The Reading, Part II

On Wednesday I finished the first read-through of my novel. It took longer than expected. I got almost halfway through it in a single day; it turned into more of a slog after that. I’m happy to say that it wasn’t slow-going because I had to vomit into a bucket every page or two. No, I didn’t hate my words, didn’t hate my story, and I didn’t try to rewrite it all while reading. It’s just a slow process and life turned busier over the last four/five days.

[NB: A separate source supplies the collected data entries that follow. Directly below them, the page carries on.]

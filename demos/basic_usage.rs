use adb_bridge_client::prelude::*;

fn main() -> ADBResult<()> {
    // 从 ANDROID_HOME / ANDROID_SDK_ROOT 定位 adb
    let adb = ADB::new(Some(ADBConfig::from_env()));

    let devices = adb.list_devices()?;
    println!("发现 {} 个设备:", devices.len());

    for device in &devices {
        println!(
            "  ID: {}, 名称: {}, 类型: {}, 已授权: {}",
            device.id, device.name, device.kind, device.is_authorized
        );

        if !device.is_authorized {
            println!("    设备未授权，跳过查询");
            continue;
        }

        let abis = adb.get_device_abis(device)?;
        println!("    ABI: {}", abis.join(", "));

        let props = adb.get_properties(device)?;
        if let Some(version) = props.get("ro.build.version.release") {
            println!("    Android 版本: {}", version);
        }

        let package = "com.android.settings";
        if adb.is_package_installed(device, package)? {
            match adb.open_app(device, package) {
                Ok(()) => println!("    已打开 {}", package),
                Err(ADBError::LaunchError(reason)) => println!("    打开失败: {}", reason),
                Err(e) => return Err(e),
            }
        }
    }

    Ok(())
}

Before I started the reading I imagined I’d breeze through it as if it were someone else’s book, something pulled off the bookshelf at Barnes & Noble or the local library. Then I’d sit back, puff my pipe, stroke my chin, and say “Hmmm” and “I see” in a professorial manner. I’d let it float around my brain for a few days and then it would all become clear: I’d know how to make the shiny parts shinier and the broken parts healthy. And then I’d start rewriting and have a beautifully polished manuscript for someone to read.

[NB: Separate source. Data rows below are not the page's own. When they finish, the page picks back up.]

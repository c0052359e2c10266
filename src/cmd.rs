use crate::bridge::adb_args;
use crate::device::{fallback_name, Device, DeviceEntry, DeviceKind, ADB};
use crate::error::{ADBError, ADBResult};
use crate::parser;
use log::{debug, info, trace, warn};
use std::collections::HashMap;

/// 开机动画状态属性
pub const PROP_BOOT_ANIMATION_STATE: &str = "init.svc.bootanim";
/// 开机动画结束后的状态值
pub const BOOT_ANIMATION_STOPPED: &str = "stopped";
/// 设备支持的 ABI 列表属性，按优先级排列
pub const PROP_CPU_ABILIST: &str = "ro.product.cpu.abilist";

impl ADB {
    /// 通过共享通道执行一条命令
    pub(crate) fn run(&self, args: Vec<String>) -> ADBResult<String> {
        let channel = self.channel();
        debug!("ADB 命令: {:?}", args);
        channel.run_command(&args)
    }

    /// 通过共享通道执行一条读取类命令
    pub(crate) fn read(&self, args: Vec<String>) -> ADBResult<String> {
        let channel = self.channel();
        debug!("ADB 读取: {:?}", args);
        channel.read_output(&args)
    }

    /// 列出已连接的设备，顺序与 `adb devices -l` 一致
    ///
    /// 已授权的模拟器会额外查询一次 AVD 名称，已授权的真机使用列表中的
    /// `model:` 字段，未授权设备只使用占位名。名称查询按列表顺序逐个执行。
    pub fn list_devices(&self) -> ADBResult<Vec<Device>> {
        let output = self.run(adb_args(None, ["devices", "-l"]))?;
        trace!("ADB devices 输出: {}", output);

        let entries = parser::parse_device_list(&output);
        let mut devices = Vec::with_capacity(entries.len());

        for entry in entries {
            debug!(
                "设备 {}: 状态 {}, 产品 {:?}, 型号 {:?}, 设备 {:?}, 传输 ID {:?}",
                entry.id, entry.status, entry.product, entry.model, entry.device, entry.transport_id
            );
            let name = self.resolve_display_name(&entry);
            devices.push(
                Device::new(&entry.id)
                    .with_name(&name)
                    .with_authorized(entry.is_authorized())
                    .with_booted(true),
            );
        }

        info!("发现 {} 个 ADB 设备", devices.len());
        Ok(devices)
    }

    fn resolve_display_name(&self, entry: &DeviceEntry) -> String {
        if !entry.is_authorized() {
            return fallback_name(&entry.id);
        }

        match entry.kind() {
            DeviceKind::Emulator => match self.query_emulator_name(&entry.id) {
                Ok(name) => name,
                Err(e) => {
                    warn!("无法获取模拟器 {} 的名称: {}", entry.id, e);
                    fallback_name(&entry.id)
                }
            },
            DeviceKind::Device => entry
                .model
                .clone()
                .filter(|model| !model.is_empty())
                .unwrap_or_else(|| fallback_name(&entry.id)),
        }
    }

    fn query_emulator_name(&self, device_id: &str) -> ADBResult<String> {
        let output = self
            .run(adb_args(Some(device_id), ["emu", "avd", "name"]))
            .map_err(ADBError::into_query_error)?;
        parser::parse_emulator_name(&output)
    }

    /// 查询模拟器的 AVD 名称，可用于之后重新启动该模拟器
    pub fn get_device_display_name(&self, device: &Device) -> ADBResult<String> {
        self.query_emulator_name(&device.id)
    }

    /// 在当前设备列表中查找序列号或名称匹配的设备，不存在时返回 `None`
    pub fn is_device_booted(&self, device: &Device) -> ADBResult<Option<Device>> {
        let found = self
            .list_devices()?
            .into_iter()
            .find(|listed| listed.matches(device));

        if found.is_none() {
            debug!("设备 {} ({}) 未连接或未启动", device.name, device.id);
        }
        Ok(found)
    }

    /// 返回列表中的第一个设备
    pub fn first_booted_device(&self) -> ADBResult<Option<Device>> {
        Ok(self.list_devices()?.into_iter().next())
    }

    /// 获取设备所有属性，读取失败时返回 `DeviceQueryError`
    pub fn get_properties(&self, device: &Device) -> ADBResult<HashMap<String, String>> {
        let output = self.read_property_dump(Some(device))?;
        Ok(parser::parse_properties(&output))
    }

    /// 获取单个设备属性的值（已去除首尾空白）
    pub fn get_property(&self, device: &Device, prop_name: &str) -> ADBResult<String> {
        let output = self
            .read(adb_args(Some(&device.id), ["shell", "getprop", prop_name]))
            .map_err(ADBError::into_query_error)?;
        Ok(output.trim().to_string())
    }

    fn read_property_dump(&self, device: Option<&Device>) -> ADBResult<String> {
        let device_id = device.map(|d| d.id.as_str());
        self.read(adb_args(device_id, ["shell", "getprop"]))
            .map_err(ADBError::into_query_error)
    }

    /// 开机动画是否已经结束
    ///
    /// 该检查用于轮询，读取失败、属性缺失或输出异常都返回 `false`，从不返回错误。
    pub fn is_boot_animation_complete(&self, device: Option<&Device>) -> bool {
        match self.boot_animation_state(device) {
            Ok(state) => state.as_deref() == Some(BOOT_ANIMATION_STOPPED),
            Err(e) => {
                debug!("读取开机动画状态失败，视为未完成: {}", e);
                false
            }
        }
    }

    fn boot_animation_state(&self, device: Option<&Device>) -> ADBResult<Option<String>> {
        let output = self.read_property_dump(device)?;
        Ok(parser::parse_property(&output, PROP_BOOT_ANIMATION_STATE))
    }

    /// 轮询直到开机动画结束或超时，返回是否已结束
    pub fn wait_for_boot_animation(
        &self,
        device: Option<&Device>,
        timeout_ms: u64,
        poll_interval_ms: u64,
    ) -> bool {
        let target = device.map_or("默认设备", |d| d.id.as_str());
        info!("等待 {} 开机完成...", target);

        let done = crate::utils::wait_with_polling(timeout_ms, poll_interval_ms, || {
            Ok(self.is_boot_animation_complete(device))
        });

        if done {
            info!("{} 已完成开机", target);
        } else {
            warn!("等待 {} 开机超时 ({}ms)", target, timeout_ms);
        }
        done
    }

    /// 获取设备支持的 ABI 列表，顺序即设备的偏好顺序；属性为空时返回空列表
    pub fn get_device_abis(&self, device: &Device) -> ADBResult<Vec<String>> {
        let output = self
            .read(adb_args(Some(&device.id), ["shell", "getprop", PROP_CPU_ABILIST]))
            .map_err(ADBError::into_query_error)?;
        Ok(parser::parse_abi_list(&output))
    }

    /// 读取设备上的小型文本文件
    pub fn read_remote_file(&self, path: &str, device: Option<&Device>) -> ADBResult<String> {
        let device_id = device.map(|d| d.id.as_str());
        self.read(adb_args(device_id, ["shell", "cat", path]))
            .map_err(ADBError::into_query_error)
    }
}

In that imaginary world, the minor things – spelling errors, double periods, and the like – were to be ignored on the first run through. My goal was to focus on the world, the story, the characters. Is it exciting? Are the stakes high enough? Does enough happen? Does it make sense? Forget the minor nitty stuff, I’ll catch it on the next run through.
That lasted until page 2, when I hit my first typo (I’m shocked I made it that far without one!). I found that I couldn’t ignore them, and it really didn’t make sense to ignore them, anyway. Still, the thing that really slowed me down was the constant note making. In the manuscript itself, there are x’s, dashes, words scribbled down, brackets, cross outs and my new favorite, the asterisk. And there’s a notepad with eighteen double-sided pages of notes about the novel, things that wouldn’t quite fit in the margins of the manuscript. Everything from ‘p. 4 tense is/was’ to my personal favorite: ‘p. 142 – NOPE, NOPE AND NOPE again.’ I can’t remember just what was so wrong on page 142, but it must have been a whopper.
The next step for me is to go back and reconcile all the notes in my notepad with things in the manuscript (and to decipher my chickenscratch handwriting). We’re going away for the weekend so I’m not going to have much opportunity to do anything on this at all, but it’s a good time for the professor in my head smoke his pipe, stroke his chin and say “hmm” and “yessss” and “I see.” With any luck he’ll come up with some good insights that will let me attack the problems in my manuscript and turn ‘NOPE, NOPE AND NOPE again’ into ‘YES, YES, AND YES again.’

2 Responses

  1. Thanks, Carrie. Definitely a lot of work. It was a good weekend. Best of all, I woke up early this morning thinking about a key point in my novel and how to make it better. Broke out the notebook and managed to get enough down so that it's not lost.